In deze zaak heeft de Rechtbank Rotterdam op 14 april 2021 uitspraak gedaan in een bestuursrechtelijke procedure over de ongeldigverklaring van het rijbewijs van eiser. Eiser, die op 1 januari 2019 werd aangehouden voor rijden onder invloed met een promillage van 1,668, had zijn rijbewijs ongeldig verklaard gekregen door het Centraal Bureau Rijvaardigheidsbewijzen (CBR). Het primaire besluit van het CBR, dat op 14 oktober 2019 werd genomen, werd in het bestreden besluit van 6 januari 2020 gehandhaafd. Eiser heeft hiertegen beroep ingesteld, waarbij hij werd bijgestaan door zijn gemachtigde, mr. S. van der Eijk.
Tijdens de zitting op 17 maart 2021 heeft de rechtbank de argumenten van beide partijen gehoord. Eiser betwistte de diagnose van alcoholmisbruik die was gesteld op basis van een psychiatrisch rapport, uitgevoerd door artsen en een psychiater. Eiser voerde aan dat zijn aanhouding een incident was en dat hij niet structureel alcoholmisbruik pleegde.
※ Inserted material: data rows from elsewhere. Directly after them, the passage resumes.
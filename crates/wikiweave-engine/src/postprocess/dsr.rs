//! Source ranges for document nodes.
//!
//! Computed bottom-up. Text and comments take the range of the token they
//! came from. An element spans from its opening tag (or its first ranged
//! child) to its closing tag (or its last ranged child); the widths of the
//! opening and closing syntax are recorded alongside. A child whose range
//! falls outside its parent's content, or before a preceding sibling, loses
//! its range.
//!
//! Expansion output is opaque: the wrapper carrying the expansion's range
//! takes it as a whole, and the rest of the expansion's nodes get none.

use wikiweave_syntax::SourceRange;

use crate::dom::{Document, Dsr, NodeId, NodeKind};

pub fn compute_source_ranges(doc: &mut Document) {
    let body = doc.body();
    let dsr = compute(doc, body);
    doc.data_mut(body).dsr = dsr;
}

fn compute(doc: &mut Document, id: NodeId) -> Option<Dsr> {
    match &doc.node(id).kind {
        NodeKind::Text(_) | NodeKind::Comment(_) => return doc.data(id).start_tsr.map(Dsr::from),
        NodeKind::Document => return None,
        NodeKind::Element(_) => {}
    }
    if let Some(range) = doc.data(id).tpl_range {
        return Some(Dsr::from(range));
    }
    compute_children(doc, id);
    element_range(doc, id)
}

fn about(doc: &Document, id: NodeId) -> Option<String> {
    doc.element(id)?.attr("about").map(str::to_string)
}

fn compute_children(doc: &mut Document, parent: NodeId) {
    let children = doc.children(parent).to_vec();
    let mut group: Option<String> = None;
    for &child in &children {
        let child_about = about(doc, child);
        if group.is_some() && child_about == group && doc.data(child).tpl_range.is_none() {
            doc.data_mut(child).dsr = None;
            continue;
        }
        group = doc.data(child).tpl_range.and(child_about);
        let dsr = compute(doc, child);
        doc.data_mut(child).dsr = dsr;
    }

    let data = doc.data(parent);
    let (open, close) = (data.start_tsr, data.end_tsr);
    let low = open.map_or(0, |r| r.end);
    let high = close.map_or(usize::MAX, |r| r.start);

    let ranged: Vec<NodeId> = children
        .iter()
        .copied()
        .filter(|&c| !doc.data(c).fostered)
        .collect();

    if let ([only], Some(open), Some(close)) = (ranged.as_slice(), open, close)
        && doc.data(*only).dsr.is_none()
        && about(doc, *only).is_none()
        && open.end <= close.start
    {
        doc.data_mut(*only).dsr = Some(Dsr::from(SourceRange::new(open.end, close.start)));
    }

    let mut cursor = low;
    for child in ranged {
        let Some(dsr) = doc.data(child).dsr else {
            continue;
        };
        if dsr.start < cursor || dsr.end > high || dsr.start > dsr.end {
            log::debug!(
                "dropping source range {}..{} of node {}: outside {}..{}",
                dsr.start,
                dsr.end,
                child.index(),
                cursor,
                high
            );
            doc.data_mut(child).dsr = None;
            continue;
        }
        cursor = dsr.end;
    }
}

fn element_range(doc: &Document, id: NodeId) -> Option<Dsr> {
    let data = doc.data(id);
    let (open, close) = (data.start_tsr, data.end_tsr);
    let child_ranges: Vec<Dsr> = doc
        .children(id)
        .iter()
        .filter(|&&c| !doc.data(c).fostered)
        .filter_map(|&c| doc.data(c).dsr)
        .collect();

    let start = open
        .map(|r| r.start)
        .or_else(|| child_ranges.first().map(|d| d.start))?;
    let end = close
        .map(|r| r.end)
        .or_else(|| child_ranges.last().map(|d| d.end))
        .or_else(|| open.map(|r| r.end))?;
    if end < start {
        return None;
    }
    Some(Dsr {
        start,
        end,
        open_width: open.map_or(0, |r| r.len()),
        close_width: close.map_or(0, |r| r.len()),
    })
}
use std::rc::Rc;

use wikiweave_syntax::{Rank, TagName, Token, TokenKind};

use crate::context::ParseContext;
use crate::error::TransformError;
use crate::fetch::LocalFuture;
use crate::frame::Frame;

use super::PipelineOptions;

/// Which tokens a registration wants to see.
#[derive(Debug, Clone, PartialEq, Eq)]
pub enum TokenFilter {
    /// Every token.
    Any,
    /// Tokens of one variant.
    Kind(TokenKind),
    /// Open, close and self-closing tags with this name.
    Tag(TagName),
}

impl TokenFilter {
    pub fn matches(&self, token: &Token) -> bool {
        match self {
            TokenFilter::Any => true,
            TokenFilter::Kind(kind) => token.kind() == *kind,
            TokenFilter::Tag(name) => token.tag_name() == Some(name),
        }
    }
}

/// One slot a transformer occupies in its stage.
#[derive(Debug, Clone, PartialEq, Eq)]
pub struct Registration {
    pub rank: Rank,
    pub filter: TokenFilter,
}

impl Registration {
    pub fn new(rank: Rank, filter: TokenFilter) -> Self {
        Self { rank, filter }
    }
}

/// What a pipeline run knows about where it is.
///
/// Transformers receive it with every token and must not keep it: it holds
/// the parse context, and the pipeline outlives the run.
#[derive(Clone)]
pub struct StageContext {
    pub parse: Rc<ParseContext>,
    pub frame: Rc<Frame>,
    pub options: PipelineOptions,
}

/// Result of an asynchronous transformation. The tokens are stamped with
/// `rank` and continue through the registrations above it.
pub struct Deferred {
    pub rank: Rank,
    pub future: LocalFuture<'static, Result<Vec<Token>, TransformError>>,
}

pub enum TransformOutcome {
    /// Keep the token; it moves past this registration.
    Pass(Token),
    /// Replace the token. Replacements are stamped with the registration's
    /// rank and offered to the registrations above it.
    Emit(Vec<Token>),
    /// Replace the token, stamping replacements with an explicit rank.
    EmitAt(Rank, Vec<Token>),
    /// Produce the replacement later. Only allowed in asynchronous stages.
    Defer(Deferred),
}

pub trait Transformer {
    fn name(&self) -> &'static str;

    fn registrations(&self) -> Vec<Registration>;

    /// Called at the start of every pipeline run.
    fn init(&mut self, _cx: &StageContext) {}

    /// Handle a token that matched the registration at `rank`.
    fn apply(
        &mut self,
        token: Token,
        rank: Rank,
        cx: &StageContext,
    ) -> Result<TransformOutcome, TransformError>;

    /// Drop all per-run state before the pipeline is reused.
    fn reset(&mut self) {}
}
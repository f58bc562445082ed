//! Bounded memoization of rule results.
//!
//! Wikitext is ambiguous enough that the grammar backtracks: an unclosed
//! `{{` is first tried as a template, then as literal text, and every nested
//! `{{` inside it gets the same treatment. Without a cache, a line of
//! unclosed braces costs exponential time.
//!
//! Results are keyed by `(position, limit, rule)`. A key is only stored once
//! it has been visited `visit_threshold` times, so ordinary documents (where
//! almost every rule runs once per position) do not pay for the cache. The
//! cache holds at most `max_entries` results and evicts the oldest first.
//!
//! Two facts about the source are kept outside that bound, because without
//! them runs of unclosed openers cost quadratic time: scan positions from
//! which content runs out before its closing syntax (dead ends), and where
//! the last `>` is.

use std::collections::{HashMap, HashSet, VecDeque};

use crate::token::Token;

use super::grammar::Stops;
use super::{NoMatch, Rule};

/// Memoization knobs.
#[derive(Debug, Clone, Copy, PartialEq, Eq)]
pub struct MemoConfig {
    /// Maximum number of cached rule results. `0` disables caching.
    pub max_entries: usize,
    /// Number of visits to a key before its result is cached.
    pub visit_threshold: u32,
}

impl Default for MemoConfig {
    fn default() -> Self {
        Self {
            max_entries: 10_000,
            visit_threshold: 2,
        }
    }
}

/// Cache counters, reset with the cache.
#[derive(Debug, Clone, Copy, Default, PartialEq, Eq)]
pub struct MemoStats {
    pub hits: u64,
    pub misses: u64,
    pub stores: u64,
    pub evictions: u64,
}

#[derive(Debug, Clone, Copy, PartialEq, Eq, Hash)]
pub(crate) struct MemoKey {
    pub pos: usize,
    pub limit: usize,
    pub rule: Rule,
}

pub(crate) type Memo = Result<(usize, Vec<Token>), NoMatch>;

/// One step of a scan for closing syntax.
#[derive(Debug, Clone, Copy, PartialEq, Eq, Hash)]
pub(crate) struct ScanKey {
    pub pos: usize,
    pub limit: usize,
    pub stops: Stops,
    pub table_depth: usize,
}

#[derive(Debug)]
pub(crate) struct MemoCache {
    config: MemoConfig,
    entries: HashMap<MemoKey, Memo>,
    order: VecDeque<MemoKey>,
    visits: HashMap<MemoKey, u32>,
    dead_ends: HashSet<ScanKey>,
    last_tag_end: Option<Option<usize>>,
    stats: MemoStats,
}

impl MemoCache {
    pub fn new(config: MemoConfig) -> Self {
        Self {
            config,
            entries: HashMap::new(),
            order: VecDeque::new(),
            visits: HashMap::new(),
            dead_ends: HashSet::new(),
            last_tag_end: None,
            stats: MemoStats::default(),
        }
    }

    pub fn clear(&mut self) {
        self.entries.clear();
        self.order.clear();
        self.visits.clear();
        self.dead_ends.clear();
        self.last_tag_end = None;
        self.stats = MemoStats::default();
    }

    pub fn stats(&self) -> MemoStats {
        self.stats
    }

    #[cfg(test)]
    pub fn len(&self) -> usize {
        self.entries.len()
    }

    pub fn is_dead_end(&self, key: &ScanKey) -> bool {
        self.dead_ends.contains(key)
    }

    pub fn mark_dead_ends(&mut self, keys: impl IntoIterator<Item = ScanKey>) {
        self.dead_ends.extend(keys);
    }

    /// Byte position of the last `>` in `src`. Computed once per call, so
    /// `src` must be the source the cache was cleared for.
    pub fn last_tag_end(&mut self, src: &str) -> Option<usize> {
        *self.last_tag_end.get_or_insert_with(|| src.rfind('>'))
    }

    pub fn lookup(&mut self, key: &MemoKey) -> Option<Memo> {
        match self.entries.get(key) {
            Some(memo) => {
                self.stats.hits += 1;
                Some(memo.clone())
            }
            None => {
                self.stats.misses += 1;
                None
            }
        }
    }

    pub fn record(&mut self, key: MemoKey, memo: Memo) {
        if self.config.max_entries == 0 {
            return;
        }

        // The visit map only needs to remember recent positions.
        if self.visits.len() > self.config.max_entries.saturating_mul(4) {
            self.visits.clear();
        }
        let visits = self.visits.entry(key).or_insert(0);
        *visits += 1;
        if *visits < self.config.visit_threshold {
            return;
        }

        while self.entries.len() >= self.config.max_entries {
            let Some(oldest) = self.order.pop_front() else {
                break;
            };
            if self.entries.remove(&oldest).is_some() {
                self.stats.evictions += 1;
            }
        }

        if self.entries.insert(key, memo).is_none() {
            self.order.push_back(key);
        }
        self.stats.stores += 1;
    }
}

#[cfg(test)]
mod tests {
    use super::*;
    use pretty_assertions::assert_eq;

    fn key(pos: usize) -> MemoKey {
        MemoKey {
            pos,
            limit: 100,
            rule: Rule::TemplateOrArg,
        }
    }

    fn no_match(pos: usize) -> Memo {
        Err(NoMatch {
            rule: Rule::TemplateOrArg,
            pos,
        })
    }

    #[test]
    fn first_visit_is_not_cached() {
        let mut cache = MemoCache::new(MemoConfig::default());
        cache.record(key(1), no_match(1));
        assert!(cache.lookup(&key(1)).is_none());

        cache.record(key(1), no_match(1));
        assert_eq!(cache.lookup(&key(1)), Some(no_match(1)));
    }

    #[test]
    fn oldest_entries_are_evicted_first() {
        let mut cache = MemoCache::new(MemoConfig {
            max_entries: 2,
            visit_threshold: 1,
        });
        for pos in 0..3 {
            cache.record(key(pos), no_match(pos));
        }

        assert_eq!(cache.len(), 2);
        assert!(cache.lookup(&key(0)).is_none());
        assert!(cache.lookup(&key(2)).is_some());
        assert_eq!(cache.stats().evictions, 1);
    }

    #[test]
    fn dead_ends_are_kept_until_cleared() {
        let mut cache = MemoCache::new(MemoConfig::default());
        let scan = ScanKey {
            pos: 4,
            limit: 10,
            stops: Stops::template(),
            table_depth: 0,
        };
        cache.mark_dead_ends([scan]);
        assert!(cache.is_dead_end(&scan));
        assert!(!cache.is_dead_end(&ScanKey {
            stops: Stops::tplarg(),
            ..scan
        }));

        cache.clear();
        assert!(!cache.is_dead_end(&scan));
    }

    #[test]
    fn last_tag_end_is_computed_once() {
        let mut cache = MemoCache::new(MemoConfig::default());
        assert_eq!(cache.last_tag_end("<a> b"), Some(2));
        assert_eq!(cache.last_tag_end("ignored>"), Some(2));
        cache.clear();
        assert_eq!(cache.last_tag_end("no tags"), None);
    }

    #[test]
    fn zero_capacity_disables_caching() {
        let mut cache = MemoCache::new(MemoConfig {
            max_entries: 0,
            visit_threshold: 1,
        });
        cache.record(key(0), no_match(0));
        assert_eq!(cache.len(), 0);
    }
}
De rechtbank oordeelde echter dat het CBR zich terecht had gebaseerd op de rapportage, waarin aanwijzingen voor alcoholmisbruik werden gevonden. De rechtbank concludeerde dat er geen gebreken waren in de rapportage en dat de diagnose alcoholmisbruik in ruime zin gerechtvaardigd was.
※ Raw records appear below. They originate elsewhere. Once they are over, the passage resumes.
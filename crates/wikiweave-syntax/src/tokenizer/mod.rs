//! # Tokenizer
//!
//! Turns wikitext into a flat [`Token`] stream with absolute source ranges.
//!
//! ## Entry points
//!
//! - [`Tokenizer::tokenize`]: a whole document, ending in `EndOfInput`.
//! - [`Tokenizer::chunks`]: the same, lazily, one source line per chunk.
//!   Async callers yield between chunks so a long page does not hold the
//!   event loop.
//! - [`Tokenizer::tokenize_rule`]: a fragment parsed with one named rule.
//!   The rule must consume the whole fragment or the call returns
//!   [`NoMatch`], which callers treat as "render this literally".
//! - [`Tokenizer::tokenize_attributes`]: re-parse text as an attribute list
//!   (used when a transclusion produces `key=value` inside a tag).
//!
//! Every entry point takes an `offset` that is added to all source ranges,
//! so fragments cut out of a larger page keep page-absolute positions.

mod grammar;
mod memo;

pub use grammar::attributes::AttrContext;
pub use memo::{MemoConfig, MemoStats};
pub(crate) use memo::MemoCache;

use crate::token::{Attribute, Token};
use grammar::Grammar;

/// Grammar rules, as reported in [`NoMatch`] and used as memo keys.
#[derive(Debug, Clone, Copy, PartialEq, Eq, Hash)]
pub enum Rule {
    Document,
    Inline,
    Url,
    TemplateOrArg,
    WikiLink,
    ExtLink,
    HtmlTag,
    GenericAttributes,
    TableAttributes,
}

/// A rule did not match. Recoverable: the fragment can be used as text.
#[derive(Debug, Clone, Copy, PartialEq, Eq, thiserror::Error)]
#[error("rule {rule:?} did not match at byte {pos}")]
pub struct NoMatch {
    pub rule: Rule,
    pub pos: usize,
}

/// Failure of the top-level rule. Fatal for the parse.
#[derive(Debug, Clone, PartialEq, Eq, thiserror::Error)]
pub enum TokenizeError {
    #[error("tokenizer made no progress at byte {pos}")]
    Stalled { pos: usize },
}

/// Named entry rules for [`Tokenizer::tokenize_rule`].
#[derive(Debug, Clone, Copy, PartialEq, Eq)]
pub enum StartRule {
    /// Full block grammar, without the trailing `EndOfInput`.
    Document,
    /// Inline content (lines allowed, no document-level tables).
    Inline,
    /// A bare URL.
    Url,
    /// A single `{{...}}` or `{{{...}}}`.
    TemplateOrArg,
}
De rechtbank verklaarde het beroep ongegrond en wees het verzoek om schadevergoeding af. Eiser werd niet gevolgd in zijn stelling dat zijn persoonlijke omstandigheden, zoals zijn werk als biologiedocent en de noodzaak van een rijbewijs, tot een ander oordeel zouden moeten leiden. De rechtbank benadrukte dat de veiligheid op de weg voorop staat en dat de diagnose alcoholmisbruik niet lichtvaardig kan worden afgewezen.